[Exercise aim]
Scan the records for the string "config"; copy each line where it occurs.

______________________________

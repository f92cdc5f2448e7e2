// ── STP table formatting ──
//
// Presentational only: renders each port's stored role/status/counters.
// The roles themselves are populated by the out-of-scope topology
// simulation; this module computes no convergence.

use crate::model::{NetworkDevice, StpRole, StpStatus};

pub const BRIEF_HEADER: &str = " MSTID  Port                        Role  STP State     Protection";

fn role_code(role: StpRole) -> &'static str {
    match role {
        StpRole::Designated => "DESI",
        StpRole::Root => "ROOT",
        StpRole::Alternate => "ALTE",
        StpRole::Backup => "BACK",
        StpRole::Disabled => "DISA",
    }
}

fn status_text(status: StpStatus) -> &'static str {
    match status {
        StpStatus::Forwarding => "FORWARDING",
        StpStatus::Learning => "LEARNING",
        StpStatus::Discarding => "DISCARDING",
        StpStatus::Disabled => "DISABLED",
    }
}

fn protection_text(bpdu_guard: bool, root_protection: bool) -> &'static str {
    match (root_protection, bpdu_guard) {
        (true, _) => "ROOT",
        (false, true) => "BPDU",
        (false, false) => "NONE",
    }
}

/// The fixed-width `display stp brief` table.
pub fn format_brief(device: &NetworkDevice) -> Vec<String> {
    let mut lines = vec![BRIEF_HEADER.to_owned()];
    for port in &device.ports {
        lines.push(format!(
            "   0    {:<26}  {:<4}  {:<12}  {}",
            port.id,
            role_code(port.stp.role),
            status_text(port.stp.status),
            protection_text(port.config.bpdu_guard, port.config.root_protection)
        ));
    }
    lines
}

#[cfg(test)]
mod tests {
    use super::*;
    use crate::model::{NetworkPort, StpPortState};
    use pretty_assertions::assert_eq;

    #[test]
    fn brief_table_is_column_aligned() {
        let mut dev = NetworkDevice::new("sw1", "SW1", "huawei", "00:00:00:00:00:02");
        dev.ports.push(NetworkPort::gigabit("0/0/1"));
        let mut blocked = NetworkPort::gigabit("0/0/2");
        blocked.stp = StpPortState {
            role: StpRole::Alternate,
            status: StpStatus::Discarding,
            tx_bpdu: 4,
            rx_bpdu: 9,
        };
        blocked.config.bpdu_guard = true;
        dev.ports.push(blocked);

        let lines = format_brief(&dev);
        assert_eq!(lines[0], BRIEF_HEADER);
        assert_eq!(
            lines[1],
            "   0    GigabitEthernet0/0/1        DESI  FORWARDING    NONE"
        );
        assert_eq!(
            lines[2],
            "   0    GigabitEthernet0/0/2        ALTE  DISCARDING    BPDU"
        );
    }
}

______________________________

[Task answer]
            protection_text(port.config.bpdu_guard, port.config.root_protection)
        blocked.config.bpdu_guard = true;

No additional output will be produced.